**THE PROBLEM**
Although the data below holds other lines too, output only those from the line with "fn clone(&self) ->" up to and including the line with "impl std::io::Write for", exactly as they appear.

========================

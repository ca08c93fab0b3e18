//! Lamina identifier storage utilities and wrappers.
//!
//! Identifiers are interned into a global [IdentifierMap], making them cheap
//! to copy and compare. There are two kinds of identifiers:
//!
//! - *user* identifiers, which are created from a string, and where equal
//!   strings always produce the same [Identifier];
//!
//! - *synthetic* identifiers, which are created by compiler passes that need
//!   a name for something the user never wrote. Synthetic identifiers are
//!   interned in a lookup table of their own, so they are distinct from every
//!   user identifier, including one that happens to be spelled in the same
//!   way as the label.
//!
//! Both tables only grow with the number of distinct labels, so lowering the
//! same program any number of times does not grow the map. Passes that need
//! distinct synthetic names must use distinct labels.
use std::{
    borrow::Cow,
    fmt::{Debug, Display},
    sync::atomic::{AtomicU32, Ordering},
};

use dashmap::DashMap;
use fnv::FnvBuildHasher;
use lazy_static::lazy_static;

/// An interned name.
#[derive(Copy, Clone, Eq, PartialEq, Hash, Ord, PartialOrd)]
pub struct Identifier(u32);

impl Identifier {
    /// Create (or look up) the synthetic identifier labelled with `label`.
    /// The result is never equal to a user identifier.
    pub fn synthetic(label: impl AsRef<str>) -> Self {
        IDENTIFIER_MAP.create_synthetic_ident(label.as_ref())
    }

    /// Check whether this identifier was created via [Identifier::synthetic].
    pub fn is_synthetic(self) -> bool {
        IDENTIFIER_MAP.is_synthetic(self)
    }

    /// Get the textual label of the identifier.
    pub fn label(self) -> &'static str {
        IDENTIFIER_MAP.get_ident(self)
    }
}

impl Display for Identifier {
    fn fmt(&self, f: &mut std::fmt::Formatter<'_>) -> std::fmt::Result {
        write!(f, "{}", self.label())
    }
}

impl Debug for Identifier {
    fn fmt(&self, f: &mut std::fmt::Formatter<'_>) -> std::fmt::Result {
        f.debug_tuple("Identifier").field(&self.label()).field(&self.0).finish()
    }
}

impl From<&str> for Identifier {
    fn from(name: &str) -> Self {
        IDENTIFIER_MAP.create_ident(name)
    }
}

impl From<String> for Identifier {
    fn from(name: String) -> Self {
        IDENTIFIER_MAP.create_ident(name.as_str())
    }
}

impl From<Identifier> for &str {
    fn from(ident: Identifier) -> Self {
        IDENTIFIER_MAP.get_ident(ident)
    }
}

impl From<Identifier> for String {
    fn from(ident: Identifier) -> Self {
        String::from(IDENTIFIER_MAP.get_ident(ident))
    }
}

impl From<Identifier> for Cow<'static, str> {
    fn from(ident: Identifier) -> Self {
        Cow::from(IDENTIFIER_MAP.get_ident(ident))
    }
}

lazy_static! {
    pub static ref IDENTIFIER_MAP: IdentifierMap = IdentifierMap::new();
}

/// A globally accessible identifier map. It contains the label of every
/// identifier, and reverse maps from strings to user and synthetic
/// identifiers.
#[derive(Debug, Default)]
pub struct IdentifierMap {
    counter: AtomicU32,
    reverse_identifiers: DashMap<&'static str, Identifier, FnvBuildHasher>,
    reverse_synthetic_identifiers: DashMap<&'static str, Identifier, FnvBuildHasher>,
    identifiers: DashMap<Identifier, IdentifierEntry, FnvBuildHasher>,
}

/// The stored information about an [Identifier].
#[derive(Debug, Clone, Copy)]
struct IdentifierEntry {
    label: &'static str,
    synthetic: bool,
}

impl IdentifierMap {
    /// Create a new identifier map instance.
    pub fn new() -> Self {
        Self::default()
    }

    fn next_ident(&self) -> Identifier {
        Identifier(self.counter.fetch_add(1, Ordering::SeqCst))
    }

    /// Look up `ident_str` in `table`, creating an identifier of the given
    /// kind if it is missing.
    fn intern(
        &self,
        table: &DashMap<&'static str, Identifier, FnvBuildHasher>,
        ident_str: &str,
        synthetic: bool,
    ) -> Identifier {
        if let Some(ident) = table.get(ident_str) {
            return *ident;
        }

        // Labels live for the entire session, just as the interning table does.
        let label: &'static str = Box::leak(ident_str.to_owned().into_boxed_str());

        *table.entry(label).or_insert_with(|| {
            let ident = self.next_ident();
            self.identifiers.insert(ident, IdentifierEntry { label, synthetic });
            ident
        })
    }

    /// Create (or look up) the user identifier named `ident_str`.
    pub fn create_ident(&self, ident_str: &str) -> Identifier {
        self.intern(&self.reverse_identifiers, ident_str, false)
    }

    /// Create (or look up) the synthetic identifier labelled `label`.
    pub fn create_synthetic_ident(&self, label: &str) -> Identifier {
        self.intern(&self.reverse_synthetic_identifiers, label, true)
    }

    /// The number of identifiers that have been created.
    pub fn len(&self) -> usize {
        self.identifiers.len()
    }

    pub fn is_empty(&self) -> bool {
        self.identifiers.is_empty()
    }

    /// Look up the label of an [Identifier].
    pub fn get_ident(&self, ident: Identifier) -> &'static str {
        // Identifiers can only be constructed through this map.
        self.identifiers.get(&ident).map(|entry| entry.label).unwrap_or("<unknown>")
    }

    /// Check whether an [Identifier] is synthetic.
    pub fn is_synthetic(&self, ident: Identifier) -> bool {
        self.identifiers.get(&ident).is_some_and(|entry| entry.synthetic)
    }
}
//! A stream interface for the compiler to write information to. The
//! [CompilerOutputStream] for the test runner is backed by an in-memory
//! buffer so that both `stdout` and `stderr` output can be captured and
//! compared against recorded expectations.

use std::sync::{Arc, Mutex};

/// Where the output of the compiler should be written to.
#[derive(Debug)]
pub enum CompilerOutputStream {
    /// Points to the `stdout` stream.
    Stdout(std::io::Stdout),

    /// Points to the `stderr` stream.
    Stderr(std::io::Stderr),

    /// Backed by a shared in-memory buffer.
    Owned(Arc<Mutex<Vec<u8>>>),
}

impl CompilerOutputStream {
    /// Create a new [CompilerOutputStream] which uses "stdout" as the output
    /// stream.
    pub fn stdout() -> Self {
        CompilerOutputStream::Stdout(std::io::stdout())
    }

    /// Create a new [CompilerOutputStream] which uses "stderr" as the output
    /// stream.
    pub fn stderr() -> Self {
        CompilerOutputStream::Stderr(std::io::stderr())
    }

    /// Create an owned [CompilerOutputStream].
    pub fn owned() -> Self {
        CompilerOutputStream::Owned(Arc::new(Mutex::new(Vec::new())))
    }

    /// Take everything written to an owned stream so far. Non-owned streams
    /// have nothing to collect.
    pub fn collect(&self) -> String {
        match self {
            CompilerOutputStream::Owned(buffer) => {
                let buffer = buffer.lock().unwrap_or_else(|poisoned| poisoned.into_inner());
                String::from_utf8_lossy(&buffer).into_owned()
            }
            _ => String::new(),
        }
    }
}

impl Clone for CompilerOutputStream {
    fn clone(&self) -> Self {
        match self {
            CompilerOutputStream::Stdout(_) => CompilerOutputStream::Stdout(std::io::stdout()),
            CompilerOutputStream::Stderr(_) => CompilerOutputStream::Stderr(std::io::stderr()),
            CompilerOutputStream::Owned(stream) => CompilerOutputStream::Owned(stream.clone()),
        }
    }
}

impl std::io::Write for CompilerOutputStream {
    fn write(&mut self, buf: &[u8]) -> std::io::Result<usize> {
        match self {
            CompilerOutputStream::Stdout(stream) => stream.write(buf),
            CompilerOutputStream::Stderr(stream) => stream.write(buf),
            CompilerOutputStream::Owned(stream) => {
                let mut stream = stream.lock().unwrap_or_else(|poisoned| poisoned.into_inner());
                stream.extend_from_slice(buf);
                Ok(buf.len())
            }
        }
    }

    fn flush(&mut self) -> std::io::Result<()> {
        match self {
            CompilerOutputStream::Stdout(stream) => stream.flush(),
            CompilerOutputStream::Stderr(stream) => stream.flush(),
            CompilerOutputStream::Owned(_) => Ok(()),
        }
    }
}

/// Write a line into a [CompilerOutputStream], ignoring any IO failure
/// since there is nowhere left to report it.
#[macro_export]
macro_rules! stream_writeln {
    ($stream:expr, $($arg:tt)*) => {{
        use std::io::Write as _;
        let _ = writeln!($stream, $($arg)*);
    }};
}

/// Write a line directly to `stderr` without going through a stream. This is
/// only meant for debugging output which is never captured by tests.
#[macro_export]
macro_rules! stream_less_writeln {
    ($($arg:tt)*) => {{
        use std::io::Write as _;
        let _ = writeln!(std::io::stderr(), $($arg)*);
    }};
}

========================

**EXERCISE ANSWER**
    fn clone(&self) -> Self {
        match self {
            CompilerOutputStream::Stdout(_) => CompilerOutputStream::Stdout(std::io::stdout()),
            CompilerOutputStream::Stderr(_) => CompilerOutputStream::Stderr(std::io::stderr()),
            CompilerOutputStream::Owned(stream) => CompilerOutputStream::Owned(stream.clone()),
        }
    }
}

impl std::io::Write for CompilerOutputStream {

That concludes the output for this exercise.